According to the AP:

Google Inc. is rebuffing the Bush administration’s demand for a peek at what millions of people have been looking up on the Internet’s leading search engine — a request that underscores the potential for online databases to become tools for government surveillance.

Mountain View-based Google has refused to comply with a White House subpoena first issued last summer, prompting U.S. Attorney General Alberto Gonzales this week to ask a federal judge in San Jose for an order to hand over the requested records.

The government wants a list all requests entered into Google’s search engine during an unspecified single week — a breakdown that could conceivably span tens of millions of queries. In addition, it seeks 1 million randomly selected Web addresses from various Google databases.

The government is seeking in its motion to have the court direct Google to comply with a subpoena for “the text of each search string entered onto Google’s search engine over a one-week period (absent any information identifying the person who entered such query).” Originally, the government had asked for “[a]ll queries that have been entered on your company’s serch engine between June 1, 2005, and July 31, 2005, inclusive.” According to the government’s motion, the government narrowed its request to the text of search strings after extensive negotiations with Google.

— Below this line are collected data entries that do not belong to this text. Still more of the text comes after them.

//! Scene layout: where tombstones sit over a theme's background.
//!
//! Anchored themes place memorials on fixed, named spots of the artwork and
//! split long lists into scenes navigated with Prev/Next. Grid themes just
//! reflow every memorial in order.

use serde::{Deserialize, Serialize};

use crate::theme::{LayoutKind, Theme};

/// Shown instead of stones when a graveyard has no memorials.
pub const EMPTY_SCENE_MESSAGE: &str = "Your graveyard is empty...";
pub const EMPTY_SCENE_HINT: &str = "Create your first memorial";

#[derive(Debug, Clone, Copy, PartialEq, Eq, Default, Serialize, Deserialize)]
#[serde(rename_all = "lowercase")]
pub enum Viewport {
    #[default]
    Desktop,
    /// Phones and landscape tablets.
    Narrow,
}

/// A named spot on the background, in percent of width/height.
#[derive(Debug, Clone, Copy, PartialEq, Eq, Serialize)]
pub struct AnchorSlot {
    pub name: &'static str,
    pub x: u8,
    pub y: u8,
}

const fn slot(name: &'static str, x: u8, y: u8) -> AnchorSlot {
    AnchorSlot { name, x, y }
}

pub const DESKTOP_SLOTS: [AnchorSlot; 10] = [
    slot("chapel-gate", 12, 58),
    slot("old-oak", 24, 66),
    slot("lantern-post", 36, 60),
    slot("mossy-wall", 48, 68),
    slot("angel-statue", 60, 61),
    slot("iron-bench", 72, 67),
    slot("willow-shade", 84, 59),
    slot("crooked-path", 30, 80),
    slot("pond-edge", 54, 82),
    slot("hilltop", 76, 81),
];

pub const NARROW_SLOTS: [AnchorSlot; 5] = [
    slot("chapel-gate", 15, 62),
    slot("old-oak", 38, 70),
    slot("angel-statue", 62, 63),
    slot("willow-shade", 84, 71),
    slot("pond-edge", 50, 84),
];

impl Viewport {
    pub fn slots(self) -> &'static [AnchorSlot] {
        match self {
            Self::Desktop => &DESKTOP_SLOTS,
            Self::Narrow => &NARROW_SLOTS,
        }
    }
}

/// One memorial positioned in a scene. Grid layouts carry no slot.
#[derive(Debug, Clone, PartialEq, Eq, Serialize)]
pub struct Placement<T> {
    pub slot: Option<AnchorSlot>,
    pub item: T,
}

#[derive(Debug, Clone, PartialEq, Eq, Serialize)]
pub struct ScenePage<T> {
    pub layout: LayoutKind,
    /// Zero-based scene index actually shown (requests past the end are clamped).
    pub page: usize,
    pub page_count: usize,
    pub has_prev: bool,
    pub has_next: bool,
    pub placements: Vec<Placement<T>>,
}

/// Number of scenes needed for `total` memorials; never less than one.
pub fn page_count(total: usize, per_page: usize) -> usize {
    if per_page == 0 || total == 0 {
        return 1;
    }
    total.div_ceil(per_page)
}

/// Lay `items` out for `theme` on `viewport`, showing scene `page`.
pub fn layout_scene<T>(theme: Theme, viewport: Viewport, items: Vec<T>, page: usize) -> ScenePage<T> {
    match theme.layout() {
        LayoutKind::Grid => ScenePage {
            layout: LayoutKind::Grid,
            page: 0,
            page_count: 1,
            has_prev: false,
            has_next: false,
            placements: items
                .into_iter()
                .map(|item| Placement { slot: None, item })
                .collect(),
        },
        LayoutKind::Anchored => {
            let slots = viewport.slots();
            let pages = page_count(items.len(), slots.len());
            let page = page.min(pages - 1);

            let placements = items
                .into_iter()
                .skip(page * slots.len())
                .zip(slots.iter().copied())
                .map(|(item, slot)| Placement {
                    slot: Some(slot),
                    item,
                })
                .collect();

            ScenePage {
                layout: LayoutKind::Anchored,
                page,
                page_count: pages,
                has_prev: page > 0,
                has_next: page + 1 < pages,
                placements,
            }
        }
    }
}

/// Caption under the graveyard title, e.g. `"3 souls at rest"`.
pub fn soul_count_caption(count: usize) -> String {
    if count == 1 {
        "1 soul at rest".to_string()
    } else {
        format!("{count} souls at rest")
    }
}
//! Repository for the `deceased` table.

use gravekeeper_core::types::DbId;
use sqlx::PgPool;

use crate::models::deceased::{CreateDeceased, Deceased, UpdateDeceased};

/// Column list shared across queries to avoid repetition.
const COLUMNS: &str = "id, user_id, graveyard_id, name, birth_date, death_date, epitaph, notes, \
                       tombstone_style, position_x, position_y, created_at, updated_at";

/// Provides CRUD operations for memorial records.
pub struct DeceasedRepo;

impl DeceasedRepo {
    /// List a user's memorials, newest first, optionally narrowed to one graveyard.
    pub async fn list_for_user(
        pool: &PgPool,
        user_id: DbId,
        graveyard_id: Option<DbId>,
    ) -> Result<Vec<Deceased>, sqlx::Error> {
        let query = format!(
            "SELECT {COLUMNS} FROM deceased
             WHERE user_id = $1
               AND ($2::BIGINT IS NULL OR graveyard_id = $2)
             ORDER BY created_at DESC, id DESC"
        );
        sqlx::query_as::<_, Deceased>(&query)
            .bind(user_id)
            .bind(graveyard_id)
            .fetch_all(pool)
            .await
    }

    pub async fn find_for_user(
        pool: &PgPool,
        id: DbId,
        user_id: DbId,
    ) -> Result<Option<Deceased>, sqlx::Error> {
        let query = format!("SELECT {COLUMNS} FROM deceased WHERE id = $1 AND user_id = $2");
        sqlx::query_as::<_, Deceased>(&query)
            .bind(id)
            .bind(user_id)
            .fetch_optional(pool)
            .await
    }

    /// Insert a memorial at `position`.
    ///
    /// The composite foreign key rejects a graveyard the user does not own.
    pub async fn create(
        pool: &PgPool,
        user_id: DbId,
        input: &CreateDeceased,
        position: (i32, i32),
    ) -> Result<Deceased, sqlx::Error> {
        let query = format!(
            "INSERT INTO deceased
                (user_id, graveyard_id, name, birth_date, death_date, epitaph, notes,
                 tombstone_style, position_x, position_y)
             VALUES ($1, $2, $3, $4, $5, $6, $7, $8, $9, $10)
             RETURNING {COLUMNS}"
        );
        sqlx::query_as::<_, Deceased>(&query)
            .bind(user_id)
            .bind(input.graveyard_id)
            .bind(&input.name)
            .bind(input.birth_date)
            .bind(input.death_date)
            .bind(&input.epitaph)
            .bind(&input.notes)
            .bind(input.tombstone_style)
            .bind(position.0)
            .bind(position.1)
            .fetch_one(pool)
            .await
    }

    /// Apply a partial update and stamp `updated_at`.
    ///
    /// Plain fields use COALESCE. The nullable date and notes columns take a
    /// "was it sent" flag so an explicit `null` clears them.
    pub async fn update(
        pool: &PgPool,
        id: DbId,
        user_id: DbId,
        input: &UpdateDeceased,
    ) -> Result<Option<Deceased>, sqlx::Error> {
        let query = format!(
            "UPDATE deceased SET
                name = COALESCE($3, name),
                birth_date = CASE WHEN $4 THEN $5 ELSE birth_date END,
                death_date = CASE WHEN $6 THEN $7 ELSE death_date END,
                epitaph = COALESCE($8, epitaph),
                notes = CASE WHEN $9 THEN $10 ELSE notes END,
                tombstone_style = COALESCE($11, tombstone_style),
                position_x = COALESCE($12, position_x),
                position_y = COALESCE($13, position_y),
                updated_at = NOW()
             WHERE id = $1 AND user_id = $2
             RETURNING {COLUMNS}"
        );
        sqlx::query_as::<_, Deceased>(&query)
            .bind(id)
            .bind(user_id)
            .bind(&input.name)
            .bind(input.birth_date.is_some())
            .bind(input.birth_date.flatten())
            .bind(input.death_date.is_some())
            .bind(input.death_date.flatten())
            .bind(&input.epitaph)
            .bind(input.notes.is_some())
            .bind(input.notes.clone().flatten())
            .bind(input.tombstone_style)
            .bind(input.position_x)
            .bind(input.position_y)
            .fetch_optional(pool)
            .await
    }

    /// Delete a memorial. Returns `true` if a row was removed.
    pub async fn delete(pool: &PgPool, id: DbId, user_id: DbId) -> Result<bool, sqlx::Error> {
        let result = sqlx::query("DELETE FROM deceased WHERE id = $1 AND user_id = $2")
            .bind(id)
            .bind(user_id)
            .execute(pool)
            .await?;
        Ok(result.rows_affected() > 0)
    }
}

The government’s request strikes me as tremendously inappropriate and proof that we need more protections against government access to personal data. I have written extensively on this issue and will address it in other posts.

I was struck by the resemblance of this case to another case back in 2004 where the Bush Administration attempted to subpoena records in its attempt to defend the constitutionality of a law. That case is Northwestern Memorial Hospital v. Ashcroft, 362 F.3d 963 (7th Cir. 2004). In Northwestern Memorial Hospital, the government subpoenead 45 records on partial birth abortions in order to gather information to defend the constitutionality of the Partial-Birth Abortion Ban Act of 2003.


The hospital opposed the subpoena. Under Federal Rule of Civil Procedure 45(c)(3)(A)(iv), if the burden of compliance with a subpoena exceeds the benefit of production of the material sought, then the subpoena is quashed. Writing for the Seventh Circuit Court of Appeals, Judge Richard Posner concluded that the government’s subpoena for the partial birth abortion records should be nullified (“quashed” in legal lingo).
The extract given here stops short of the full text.